Words in the darkness 

Are only sounds in the air

Waiting for an ear 


Whispers on the wind

Hiding the secrets of flight

And truth of being. 


Birds are glorious 

As long as they are shitting

On other people.

Thursday, March 18, 2021

Poem: The Unseen Construction

 Surely as the red fox walks our streets at night and doesn’t realize that humans built the houses and made the roads, there are constructions in our world built by others that we do not recognize, but just as assuredly we walk through and ignore the builders thinking only of the moment and our stomachs.

Thursday, October 8, 2020

Haiku: On Death I

Leaves fall from the tree.
Existence is all I have known.
We are not the tree.


Food gives no pleasure
When someone you love suffers.
Tears salt everything.


Go out with a bang, 
Or go out with a whimper,
It is all the same.


Sunday, June 28, 2020

Halfway

Sitting under a redbud tree looking at a branch from the underneath, silhouetted against the clouds, I see an ant making its way toward the end of the branch and wonder how that little body could contain enough energy to complete its journey; because unknown to it, it has traveled to the end only to realize it is halfway back to the beginning. 

Wednesday, May 2, 2018

Poem: Words Forbidden in Poetry

Until recently I had lost touch with my hatred of poetry. 

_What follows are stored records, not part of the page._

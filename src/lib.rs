//! `stockpile` is a small content store for games and tools. Named byte blobs are produced once,
//! cached, loaded at most once concurrently, optionally bundled and compressed, and handed out as
//! immutable, reference-counted buffers or zero-copy sub-views into larger buffers.
//!
//! # Assets
//!
//! An _asset_ is a named, immutable blob of bytes. Users never construct them directly; the
//! `AssetManager` finds or creates an `Asset` for a name and offers it to every registered
//! `Loader` in order. The first loader that claims the asset produces its bytes, and every caller
//! that asked for the same name observes the same result.
//!
//! # Containers
//!
//! Two binary container formats are supported:
//!
//! 1. _Pack files_ (`.pack`), a flat bag of named blobs behind a leading offset table, each blob
//! optionally deflate-compressed.
//! 2. _Load units_, a named bundle stored as a metadata file (`.lum`) and a payload file (`.lup`).
//! Metadata and payload are loaded in two separate phases, so an asset name can be resolved into
//! an offset before the payload transfer completes.
//!
//! Both formats are produced by generators at build time (see the `stockpile-cli` tool), and read
//! back at runtime through the loaders in `loader`.

#[macro_use]
extern crate failure;
#[macro_use]
extern crate log;
#[macro_use]
extern crate serde;

extern crate byteorder;
extern crate cgmath;
extern crate crossbeam_deque;
extern crate flate2;
extern crate serde_json;
extern crate smallvec;

pub mod errors;

pub mod async_state;
pub mod buffer;
pub mod compression;
pub mod promise;
pub mod sched;
pub mod stream;

pub mod asset;
pub mod build;
pub mod load_unit;
pub mod loader;
pub mod manager;
pub mod pack;

pub mod prelude {
    pub use crate::asset::Asset;
    pub use crate::async_state::AsyncState;
    pub use crate::buffer::Buffer;
    pub use crate::errors::{Error, Result};
    pub use crate::load_unit::{LoadUnit, LoadUnitGenerator};
    pub use crate::loader::{FileLoader, FileReader, LoadUnitLoader, Loader, NativeFileReader};
    pub use crate::loader::PathPrefix;
    pub use crate::manager::{AssetManager, ManagerParams};
    pub use crate::pack::{PackFileGenerator, PackFileReader};
    pub use crate::promise::Promise;
}
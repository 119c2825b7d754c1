//! Pooled, reusable file handles keyed by path.
//!
//! Handles are lent out one at a time. When every pooled handle of a key is busy a new one is
//! opened instead of waiting, which trades file descriptors for latency under contention.

use std::collections::HashMap;
use std::fs;
use std::ops::{Deref, DerefMut};
use std::path::Path;
use std::sync::atomic::{AtomicBool, Ordering};
use std::sync::{Arc, Mutex, MutexGuard, RwLock};

use crate::errors::*;
use crate::stream::prelude::*;

struct Pooled {
    busy: AtomicBool,
    stream: Mutex<ReaderInput<fs::File>>,
}

impl Pooled {
    fn try_acquire(&self) -> bool {
        self.busy
            .compare_exchange(false, true, Ordering::Acquire, Ordering::Relaxed)
            .is_ok()
    }
}

#[derive(Default)]
pub struct StreamPool {
    streams: RwLock<HashMap<String, Vec<Arc<Pooled>>>>,
}

impl StreamPool {
    pub fn new() -> Self {
        StreamPool::default()
    }

    /// Lends out an idle stream of `path`, or opens a new one and adds it to the pool.
    pub fn acquire(&self, path: &str) -> Result<StreamLease> {
        {
            let streams = self.streams.read().unwrap();
            if let Some(list) = streams.get(path) {
                for v in list {
                    if v.try_acquire() {
                        return Ok(StreamLease { pooled: v.clone() });
                    }
                }
            }
        }

        let stream = ReaderInput::open(Path::new(path))?;
        let pooled = Arc::new(Pooled {
            busy: AtomicBool::new(true),
            stream: Mutex::new(stream),
        });

        self.streams
            .write()
            .unwrap()
            .entry(path.to_owned())
            .or_insert_with(Vec::new)
            .push(pooled.clone());

        debug!("Opened a new pooled stream for {}.", path);
        Ok(StreamLease { pooled })
    }

    /// The number of streams pooled for `path`.
    pub fn len(&self, path: &str) -> usize {
        self.streams
            .read()
            .unwrap()
            .get(path)
            .map(|v| v.len())
            .unwrap_or(0)
    }

    /// Drops every stream of `path` out of the pool. Idle streams are closed right away, leased
    /// ones once their lease is dropped; they are never handed out again.
    pub fn close(&self, path: &str) {
        if let Some(list) = self.streams.write().unwrap().remove(path) {
            debug!("Closed {} pooled streams for {}.", list.len(), path);
        }
    }
}

/// Exclusive access to a pooled stream, it goes back into the pool when dropped.
pub struct StreamLease {
    pooled: Arc<Pooled>,
}

impl StreamLease {
    /// Locks the stream. The lock is never contended, the lease is exclusive already.
    pub fn stream(&self) -> StreamGuard {
        let mut guard = self.pooled.stream.lock().unwrap();
        guard.clear();
        StreamGuard { guard }
    }
}

impl Drop for StreamLease {
    fn drop(&mut self) {
        self.pooled.busy.store(false, Ordering::Release);
    }
}

pub struct StreamGuard<'a> {
    guard: MutexGuard<'a, ReaderInput<fs::File>>,
}

impl<'a> Deref for StreamGuard<'a> {
    type Target = ReaderInput<fs::File>;

    fn deref(&self) -> &Self::Target {
        &self.guard
    }
}

impl<'a> DerefMut for StreamGuard<'a> {
    fn deref_mut(&mut self) -> &mut Self::Target {
        &mut self.guard
    }
}
use std::io;

/// Every failure the content store reports. Messages are kept as strings so a single terminal
/// error can be replayed to every handler waiting on the same asset.
#[derive(Debug, Clone, PartialEq, Eq, Fail)]
pub enum Error {
    #[fail(display = "{} could not be found.", _0)]
    NotFound(String),
    #[fail(display = "IO failure: {}", _0)]
    IO(String),
    #[fail(display = "Corrupted data: {}", _0)]
    Corrupt(String),
    #[fail(display = "Buffer with {} bytes exceeds the addressable size.", _0)]
    BufferTooLarge(u64),
    #[fail(display = "Invalid async state: {}", _0)]
    AsyncState(String),
    #[fail(display = "Logic error: {}", _0)]
    Logic(String),
    #[fail(display = "Compression failure: {}", _0)]
    Compression(String),
}

pub type Result<T> = ::std::result::Result<T, Error>;

impl Error {
    /// Returns true if the loader chain may move on to the next loader after this error. Data
    /// errors of one loader only mean "this loader does not have it".
    pub fn is_recoverable(&self) -> bool {
        match *self {
            Error::NotFound(_) | Error::IO(_) | Error::Corrupt(_) | Error::Compression(_) => true,
            _ => false,
        }
    }
}

impl From<io::Error> for Error {
    fn from(err: io::Error) -> Self {
        match err.kind() {
            io::ErrorKind::NotFound => Error::NotFound(format!("{}", err)),
            _ => Error::IO(format!("{}", err)),
        }
    }
}

/// Converts a 64-bit length read from disk or from metadata into `usize`.
pub(crate) fn to_usize(len: u64) -> Result<usize> {
    if len > usize::max_value() as u64 {
        Err(Error::BufferTooLarge(len))
    } else {
        Ok(len as usize)
    }
}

Words to never use in a poem. 

God - capitalized or lowercase. Especially not lowercase. 

Goddess - unless it is preceded directly by green and then only if you are describing salad dressing. 

Soul - just never. I mean get a thesaurus already. That is unless you are expounding on styles of music. And then only if that leads you to jazz. 

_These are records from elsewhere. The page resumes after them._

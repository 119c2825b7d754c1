//! Chunked streaming deflate/inflate.
//!
//! The deflate engine counts in 32-bit quantities internally, so input and output are always
//! fed through it in chunks of `CHUNK_SIZE` bytes. This keeps scratch buffers small and lets
//! arbitrarily large blobs go through the codec. Streams are raw deflate, without zlib or gzip
//! framing.

use flate2::{Compress, Compression, Decompress, FlushCompress, FlushDecompress, Status};

use crate::errors::*;

/// The size of the chunks handed to the deflate engine.
pub const CHUNK_SIZE: usize = 256 * 1024;

/// Uses the default compression level of the engine.
pub const DEFAULT_LEVEL: i32 = -1;

/// The highest, and slowest, compression level.
pub const MAX_LEVEL: i32 = 9;

fn compression_level(level: i32) -> Result<Compression> {
    match level {
        -1 => Ok(Compression::default()),
        0..=9 => Ok(Compression::new(level as u32)),
        _ => Err(Error::Compression(format!(
            "compression level {} is out of range [-1, 9].",
            level
        ))),
    }
}

/// A compressor context fed by `provide_input` and drained by `step`/`finish`.
pub struct DeflateStream<'a> {
    ctx: Compress,
    input: &'a [u8],
    finished: bool,
}

impl<'a> DeflateStream<'a> {
    /// Creates a compressor with `level` in [-1, 9].
    pub fn new(level: i32) -> Result<Self> {
        Ok(DeflateStream {
            ctx: Compress::new(compression_level(level)?, false),
            input: &[],
            finished: false,
        })
    }

    /// Hands the next piece of input to the compressor. Any input left from the previous call
    /// must have been consumed already.
    pub fn provide_input(&mut self, input: &'a [u8]) {
        debug_assert!(self.input.is_empty(), "previous input not consumed yet.");
        self.input = input;
    }

    /// Returns true if there is input left to consume.
    #[inline]
    pub fn has_input(&self) -> bool {
        !self.input.is_empty()
    }

    /// Compresses pending input into `output`, returns the number of bytes produced.
    pub fn step(&mut self, output: &mut [u8]) -> Result<usize> {
        let (_, produced) = self.run(output, FlushCompress::None)?;
        Ok(produced)
    }

    /// Flushes the rest of the stream into `output`. Returns the number of bytes produced and
    /// true once the end of the stream has been written completely.
    pub fn finish(&mut self, output: &mut [u8]) -> Result<(usize, bool)> {
        if self.finished {
            return Ok((0, true));
        }

        let (status, produced) = self.run(output, FlushCompress::Finish)?;
        self.finished = status == Status::StreamEnd;
        Ok((produced, self.finished))
    }

    fn run(&mut self, output: &mut [u8], flush: FlushCompress) -> Result<(Status, usize)> {
        let (in0, out0) = (self.ctx.total_in(), self.ctx.total_out());

        let status = self
            .ctx
            .compress(self.input, output, flush)
            .map_err(|err| Error::Compression(format!("{}", err)))?;

        let consumed = (self.ctx.total_in() - in0) as usize;
        let produced = (self.ctx.total_out() - out0) as usize;
        self.input = &self.input[consumed..];

        if consumed == 0 && produced == 0 && status != Status::StreamEnd && !output.is_empty() {
            return Err(Error::Compression("deflate engine stalled.".into()));
        }

        Ok((status, produced))
    }
}

/// A decompressor context fed by `provide_input` and drained by `step`.
pub struct InflateStream<'a> {
    ctx: Decompress,
    input: &'a [u8],
    finished: bool,
}

impl<'a> InflateStream<'a> {
    pub fn new() -> Self {
        InflateStream {
            ctx: Decompress::new(false),
            input: &[],
            finished: false,
        }
    }

    /// Hands the next piece of compressed input to the decompressor.
    pub fn provide_input(&mut self, input: &'a [u8]) {
        debug_assert!(self.input.is_empty(), "previous input not consumed yet.");
        self.input = input;
    }

    #[inline]
    pub fn has_input(&self) -> bool {
        !self.input.is_empty()
    }

    /// Returns true once the end of the compressed stream has been seen.
    #[inline]
    pub fn is_finished(&self) -> bool {
        self.finished
    }

    /// Decompresses pending input into `output`, returns the number of bytes produced. Returns
    /// zero without error if more input is required.
    pub fn step(&mut self, output: &mut [u8]) -> Result<usize> {
        self.run(output).map(|(_, produced)| produced)
    }

    fn run(&mut self, output: &mut [u8]) -> Result<(usize, usize)> {
        if self.finished {
            return Ok((0, 0));
        }

        let (in0, out0) = (self.ctx.total_in(), self.ctx.total_out());

        let status = self
            .ctx
            .decompress(self.input, output, FlushDecompress::None)
            .map_err(|err| Error::Corrupt(format!("malformed deflate stream. {}", err)))?;

        let consumed = (self.ctx.total_in() - in0) as usize;
        let produced = (self.ctx.total_out() - out0) as usize;
        self.input = &self.input[consumed..];
        self.finished = status == Status::StreamEnd;

        Ok((consumed, produced))
    }
}

impl<'a> Default for InflateStream<'a> {
    fn default() -> Self {
        InflateStream::new()
    }
}

/// Compresses `input` with `level` in [-1, 9] into a raw deflate stream.
pub fn compress(input: &[u8], level: i32) -> Result<Vec<u8>> {
    let mut stream = DeflateStream::new(level)?;
    let mut chunk = vec![0; CHUNK_SIZE];
    let mut out = Vec::with_capacity(input.len() / 2 + 64);

    for piece in input.chunks(CHUNK_SIZE) {
        stream.provide_input(piece);
        while stream.has_input() {
            let n = stream.step(&mut chunk)?;
            out.extend_from_slice(&chunk[..n]);
        }
    }

    loop {
        let (n, done) = stream.finish(&mut chunk)?;
        out.extend_from_slice(&chunk[..n]);
        if done {
            return Ok(out);
        }
    }
}

/// Decompresses a raw deflate stream. Truncated or corrupted streams are rejected with
/// `Error::Corrupt`, partial output is never returned.
pub fn decompress(input: &[u8]) -> Result<Vec<u8>> {
    inflate(input, None)
}

/// Decompresses a raw deflate stream that must expand to exactly `expected` bytes.
pub fn decompress_exact(input: &[u8], expected: usize) -> Result<Vec<u8>> {
    let out = inflate(input, Some(expected))?;
    if out.len() != expected {
        return Err(Error::Corrupt(format!(
            "decompressed {} bytes while {} bytes were declared.",
            out.len(),
            expected
        )));
    }

    Ok(out)
}

fn inflate(input: &[u8], limit: Option<usize>) -> Result<Vec<u8>> {
    let mut stream = InflateStream::new();
    let mut chunk = vec![0; CHUNK_SIZE];
    // Declared sizes come from disk, never trust them for the initial reservation.
    let reserve = limit.unwrap_or_else(|| input.len().saturating_mul(2));
    let mut out = Vec::with_capacity(reserve.min(CHUNK_SIZE * 16));

    let mut pieces = input.chunks(CHUNK_SIZE);
    // The engine may hold back output after consuming all of its input, so only move on to the
    // next piece once a step did not fill the whole chunk.
    let mut drained = true;

    loop {
        if !stream.has_input() && drained {
            match pieces.next() {
                Some(piece) => stream.provide_input(piece),
                None => break,
            }
        }

        let (consumed, produced) = stream.run(&mut chunk)?;
        out.extend_from_slice(&chunk[..produced]);

        if let Some(limit) = limit {
            if out.len() > limit {
                return Err(Error::Corrupt(format!(
                    "decompressed stream exceeds the declared {} bytes.",
                    limit
                )));
            }
        }

        if stream.is_finished() {
            break;
        }

        if consumed == 0 && produced == 0 && stream.has_input() {
            return Err(Error::Corrupt("deflate stream stalled.".into()));
        }

        drained = produced < chunk.len();
    }

    if !stream.is_finished() {
        return Err(Error::Corrupt("truncated deflate stream.".into()));
    }

    if stream.has_input() || pieces.next().is_some() {
        return Err(Error::Corrupt("trailing bytes after deflate stream.".into()));
    }

    Ok(out)
}
use std::fs;
use std::io::{BufWriter, Write};
use std::path::{Path, PathBuf};

use crate::build::{self, CompileReport, LoadUnitEntry};
use crate::errors::*;
use crate::stream::prelude::*;

use super::{LoadUnitElement, LoadUnitMetaData, META_EXTENSION, PAYLOAD_EXTENSION};

#[derive(Debug, Clone)]
struct Pending {
    path: PathBuf,
    name: String,
    size: u64,
}

/// Builds the metadata and payload files of a load unit out of files on disk.
#[derive(Debug, Default)]
pub struct LoadUnitGenerator {
    entries: Vec<Pending>,
}

impl LoadUnitGenerator {
    pub fn new() -> Self {
        LoadUnitGenerator::default()
    }

    /// Adds the file at `path` under `name`.
    pub fn add_file<P, T>(&mut self, path: P, name: T) -> Result<()>
    where
        P: AsRef<Path>,
        T: Into<String>,
    {
        let path = path.as_ref();
        let name = name.into();

        if self.entries.iter().any(|v| v.name == name) {
            return Err(Error::Logic(format!("duplicated load unit entry {}.", name)));
        }

        let metadata = fs::metadata(path)
            .map_err(|err| Error::NotFound(format!("{} ({})", path.display(), err)))?;

        if !metadata.is_file() {
            return Err(Error::NotFound(format!("{} is not a file", path.display())));
        }

        self.entries.push(Pending {
            path: path.to_owned(),
            name,
            size: metadata.len(),
        });

        Ok(())
    }

    /// Adds an entry of a description section. `base` is the directory of the description file.
    pub fn add_entry(&mut self, entry: &LoadUnitEntry, base: &Path) -> Result<()> {
        self.add_file(entry.resolve(base), entry.internal_path.as_str())
    }

    #[inline]
    pub fn len(&self) -> usize {
        self.entries.len()
    }

    #[inline]
    pub fn is_empty(&self) -> bool {
        self.entries.is_empty()
    }

    /// Writes `<name>.lum` and `<name>.lup` into the directory `dir`.
    pub fn compile<P: AsRef<Path>>(&self, dir: P, name: &str) -> Result<CompileReport> {
        let dir = dir.as_ref();

        let mut offset = 0u64;
        let mut elements = Vec::with_capacity(self.entries.len());
        for v in &self.entries {
            elements.push(LoadUnitElement {
                offset,
                size: v.size,
                name: v.name.clone(),
            });

            offset = offset
                .checked_add(v.size)
                .ok_or_else(|| Error::BufferTooLarge(offset))?;
        }

        let meta = LoadUnitMetaData { elements };

        let meta_path = dir.join(format!("{}.{}", name, META_EXTENSION));
        let mut out = WriterOutput::new(BufWriter::new(fs::File::create(&meta_path)?));
        meta.write_into(&mut out)?;
        out.get_mut().flush()?;
        let meta_bytes = out.tell();

        let payload_path = dir.join(format!("{}.{}", name, PAYLOAD_EXTENSION));
        let mut out = WriterOutput::new(BufWriter::new(fs::File::create(&payload_path)?));
        for (v, element) in self.entries.iter().zip(meta.elements.iter()) {
            if out.tell() != element.offset {
                return Err(Error::Logic(format!(
                    "entry {} is about to be written at {}, but its offset is {}.",
                    element.name,
                    out.tell(),
                    element.offset
                )));
            }

            build::copy_exact(&v.path, &mut out, v.size)?;
        }

        out.get_mut().flush()?;

        let report = CompileReport {
            entries: meta.len(),
            bytes: meta_bytes + out.tell(),
        };

        info!(
            "Compiled load unit {} into {} with {} entries, {} bytes.",
            name,
            dir.display(),
            report.entries,
            report.bytes
        );

        Ok(report)
    }
}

Spirit - not unless referring to liquor. 

Woman or Man - in the context meaning all women or all men. Generalizations hurt because individuals exist on a spectrum and name calling is never helpful. 

Maidenhead or fountainhead - never for any reason. 

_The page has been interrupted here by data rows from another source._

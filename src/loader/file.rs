use std::sync::RwLock;

use crate::asset::AssetClaim;
use crate::buffer::Buffer;
use crate::errors::*;

use super::{Declined, LoadResult, Loader, PathPrefix};

/// Searches an ordered list of path prefixes for the requested name.
#[derive(Debug, Default)]
pub struct FileLoader {
    prefixes: RwLock<Vec<PathPrefix>>,
}

impl FileLoader {
    pub fn new() -> Self {
        FileLoader::default()
    }

    pub fn with_prefixes(prefixes: Vec<PathPrefix>) -> Self {
        FileLoader {
            prefixes: RwLock::new(prefixes),
        }
    }

    /// Appends `prefix` to the end of the search path.
    pub fn add_prefix(&self, prefix: PathPrefix) {
        info!("Adds search path prefix {}.", prefix.prefix);
        self.prefixes.write().unwrap().push(prefix);
    }

    pub fn clear_prefixes(&self) {
        self.prefixes.write().unwrap().clear();
    }

    pub fn prefixes(&self) -> Vec<PathPrefix> {
        self.prefixes.read().unwrap().clone()
    }

    /// Reads `name` from the first prefix that has it.
    pub fn read(&self, name: &str) -> Result<Vec<u8>> {
        // Readers may block on IO, search over a snapshot of the list.
        let prefixes = self.prefixes();
        for v in &prefixes {
            match v.read_file(name) {
                Ok(bytes) => return Ok(bytes),
                Err(ref err) if err.is_recoverable() => continue,
                Err(err) => return Err(err),
            }
        }

        Err(Error::NotFound(format!("{} in {} search paths", name, prefixes.len())))
    }
}

impl Loader for FileLoader {
    fn load(&self, claim: AssetClaim) -> LoadResult {
        match self.read(claim.name()) {
            Ok(bytes) => {
                claim.complete(Ok(Buffer::new(bytes)));
                Ok(())
            }
            Err(err) => Err(Declined::new(claim, err)),
        }
    }
}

Anger - especially not as white or hot. 

Do not describe skies as blue or grey. Flesh as quivering. Leaves as dappled.  Blood as red, burning, pounding, or otherwise. 

And goddammit listen to me when I say this, never use the word love in any sense or connotation. You sound like a hormone dribbling simpleton. 

These words are forbidden to you. 

Wednesday, March 25, 2015

Poem: Blooming out of Place

In the garage you smoke a cigar
Outside there are several inches of snow
You look at the lemon tree that you stubbornly keep alive through the winter
By installing grow lights and a heater in the garage
Lemon trees do not grow here but neither have you
You've planned to move back to where you call home
But things and events conspire to keep you here
Like the tree, you resist putting down permanent roots
You see the beginnings of flowers, little buds of white
The tree has found a way to bloom out of place
But you have not.

Monday, July 1, 2013

Short Fiction: Luther's Long Locks

A fun challenge. Write a short using all of the words from (hover mouse for definitions):
Illustrations Of Unusual And Rarely Spoken Words


Walking slowly by a penny arcade gazing at the machines yonderly, Luther's neck was hurting, and he felt in a zugzwang. As an acersecomic his burden had become great, and was afraid that it would be his hamartia. He was trying to suppress scripturient feelings, but as he walked the ostentiferious clouds seemed to darken with each step. Even though he often regarded such machines as ultracrepidarian, on a whim he approached a fortunetelling machine and supplied it with a penny. In a glass container, the upper torso of a crone in the posture of issuing a jettatura, spit out a small slip of paper into a dispenser. With reservations, Luther retrieved the message and read, "Hair binds you. Cut it and be free." The words were a recumbentibus to his very way of life. Upon recovery, he rubbed his smooth chin and decided to take the advice and to take up pogonotrophy instead.